Exactly the lines from the top of the records below through the one containing "fragmented messages and" must be set down, with no line added or dropped.

[Records contained in a dataset]
========================================================================

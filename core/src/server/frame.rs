//! Manual WebSocket frame parsing for the LAN server (`spec.md` §4.9/§6).
//!
//! Client-to-server frames must be masked per RFC 6455 §5.1; this server only
//! ever talks to its own dual-transport client, so fragmented messages and
//! extensions are out of scope and rejected rather than reassembled.

use tokio::io::{AsyncReadExt, AsyncWriteExt};
use tokio::net::TcpStream;

use crate::error::{Error, Result};

#[derive(Debug, Clone, Copy, PartialEq, Eq)]
pub enum Opcode {
    Text,
    Binary,
    Close,
    Ping,
    Pong,
}

impl Opcode {
    fn from_byte(b: u8) -> Result<Self> {
        match b {
            0x1 => Ok(Opcode::Text),
            0x2 => Ok(Opcode::Binary),
            0x8 => Ok(Opcode::Close),
            0x9 => Ok(Opcode::Ping),
            0xA => Ok(Opcode::Pong),
            other => Err(Error::UnsupportedOpcode(other)),
        }
    }

    fn to_byte(self) -> u8 {
        match self {
            Opcode::Text => 0x1,
            Opcode::Binary => 0x2,
            Opcode::Close => 0x8,
            Opcode::Ping => 0x9,
            Opcode::Pong => 0xA,
        }
    }
}

#[derive(Debug, Clone)]
pub struct Frame {
    pub opcode: Opcode,
    pub payload: Vec<u8>,
}

/// Read one complete, unmasked-output frame off `stream`. Errors on any
/// fragmented frame (`FIN=0` or a `0x0` continuation opcode) — this server
/// only ever emits single-frame messages and expects the same in return.
pub async fn read_frame(stream: &mut TcpStream, max_len: usize) -> Result<Frame> {
    let mut header = [0u8; 2];
    stream
        .read_exact(&mut header)
        .await
        .map_err(|e| Error::Network(e.to_string()))?;

    let fin = header[0] & 0b1000_0000 != 0;
    let opcode_bits = header[0] & 0b0000_1111;
    if opcode_bits == 0x0 {
        return Err(Error::FragmentedFrame);
    }
    let opcode = Opcode::from_byte(opcode_bits)?;
    if !fin {
        return Err(Error::FragmentedFrame);
    }

    let masked = header[1] & 0b1000_0000 != 0;
    if !masked {
        return Err(Error::UpgradeRejected("client frame must be masked".into()));
    }

    let len_bits = header[1] & 0b0111_1111;
    let payload_len: u64 = match len_bits {
        126 => {
            let mut ext = [0u8; 2];
            stream
                .read_exact(&mut ext)
                .await
                .map_err(|e| Error::Network(e.to_string()))?;
            u16::from_be_bytes(ext) as u64
        }
        127 => {
            let mut ext = [0u8; 8];
            stream
                .read_exact(&mut ext)
                .await
                .map_err(|e| Error::Network(e.to_string()))?;
            u64::from_be_bytes(ext)
        }
        n => n as u64,
    };

    if payload_len as usize > max_len {
        return Err(Error::SizeLimitExceeded);
    }

    let mut mask_key = [0u8; 4];
    stream
        .read_exact(&mut mask_key)
        .await
        .map_err(|e| Error::Network(e.to_string()))?;

    let mut payload = vec![0u8; payload_len as usize];
    stream
        .read_exact(&mut payload)
        .await
        .map_err(|e| Error::Network(e.to_string()))?;
    for (i, byte) in payload.iter_mut().enumerate() {
        *byte ^= mask_key[i % 4];
    }

    Ok(Frame { opcode, payload })
}

/// Write an unmasked server-to-client frame (RFC 6455 §5.1: servers never mask).
pub async fn write_frame(stream: &mut TcpStream, opcode: Opcode, payload: &[u8]) -> Result<()> {
    let mut out = Vec::with_capacity(payload.len() + 10);
    out.push(0b1000_0000 | opcode.to_byte());

    let len = payload.len();
    if len < 126 {
        out.push(len as u8);
    } else if len <= u16::MAX as usize {
        out.push(126);
        out.extend_from_slice(&(len as u16).to_be_bytes());
    } else {
        out.push(127);
        out.extend_from_slice(&(len as u64).to_be_bytes());
    }
    out.extend_from_slice(payload);

    stream
        .write_all(&out)
        .await
        .map_err(|e| Error::Network(e.to_string()))
}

========================================================================

» **Written response**:
filename core/src/server/frame.rs
//! Manual WebSocket frame parsing for the LAN server (`spec.md` §4.9/§6).
//!
//! Client-to-server frames must be masked per RFC 6455 §5.1; this server only
//! ever talks to its own dual-transport client, so fragmented messages and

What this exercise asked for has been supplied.